Like many of you out there, I've expanded my services to include
website design. What client demonstration would be complete without
showing him the sites? Since the 760 has an onboard high-speed
fax modem, I connected it to the phone jack and loaded Netscape
Gold.
Here, friends,
a word of caution. When you're going to a client website demo,
make sure your Internet provider is as up to the task as you are.
There are a lot of "providers" out there these days
who are working harder for their own survival than for yours.
You know some of them, no doubt; companies that spend millions
on celebrity radio ads and hundreds on technical support. I don't
care who you use, but just before your meeting, jack into them
and make sure everything's working fine, because like Little Mikey
Corleon said, you don't want to come out of the men's room with
your hand empty.
My site (http://www.avekta.com)
is housed on a T-1 backbone in Long Island with a completely redundant,
T-1 system in San Francisco. The system, operated by ANT, Inc.
(http://ant.net), houses one of the busiest sites in the country
(like Publishers Clearing House) and I include them, de facto,
into every installation I design. In webs, putting all your eggs
in one basket is not unwise, but keep a good eye on that basket.

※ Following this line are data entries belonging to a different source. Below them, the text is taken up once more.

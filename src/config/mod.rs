//! Configuration module for Shoal
//!
//! This module handles loading, parsing, and validating TOML configuration files.
//!
//! # Example
//!
//! ```no_run
//! use shoal::config::load_config;
//! use std::path::Path;
//!
//! let config = load_config(Path::new("shoal.toml")).unwrap();
//! println!("Crawler will use max depth: {}", config.crawler.max_depth);
//! ```

mod parser;
mod types;
mod validation;

// Re-export types
pub use types::{Config, CrawlerConfig, FilterConfig, HostEntry, UserAgentConfig};

// Re-export parser functions
pub use parser::{compute_config_hash, load_config, load_config_with_hash, parse_config};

With the 760, I can jack in anywhere, even with my cellular, to
monitor the efficiency of any of my clients' sites. The density
of the servers allow me map my drives with no delay, which is
often one of the ways a very savvy client will qualify you on
a sales call. Heck, any rube can show off someone else's site
on a call. When the client asks you to map the drive, you're server
better snap-to, or you're going to be serving Egg McMuffin from
your forehead.
The 9mm of
Multimedia
Okay, enough
about Big Blue's 760, let's get back to reality. Most likely,
if you're just getting into multimedia, you'll choose a laptop
with a lighter price tag. Here, you want to make a wise selection.
I seriously suggest choosing a computer store that has the guts
to put its hardware out for hands-on display.
If you live
near the Big Apple (I mean the one that isn't going broke.) take
a Checker to Madison Avenue and 39th Street to see what RCS has
for you; a twenty foot laptop bar! Belly up to this digital watering
hole for a no-obligation finger tour of every laptop known to
man in the late twentieth century. (They also have desktops out
for use, too.) You can jack into the Net, try out software, make
sure the screen is big and bright enough, heft the weight, whatever.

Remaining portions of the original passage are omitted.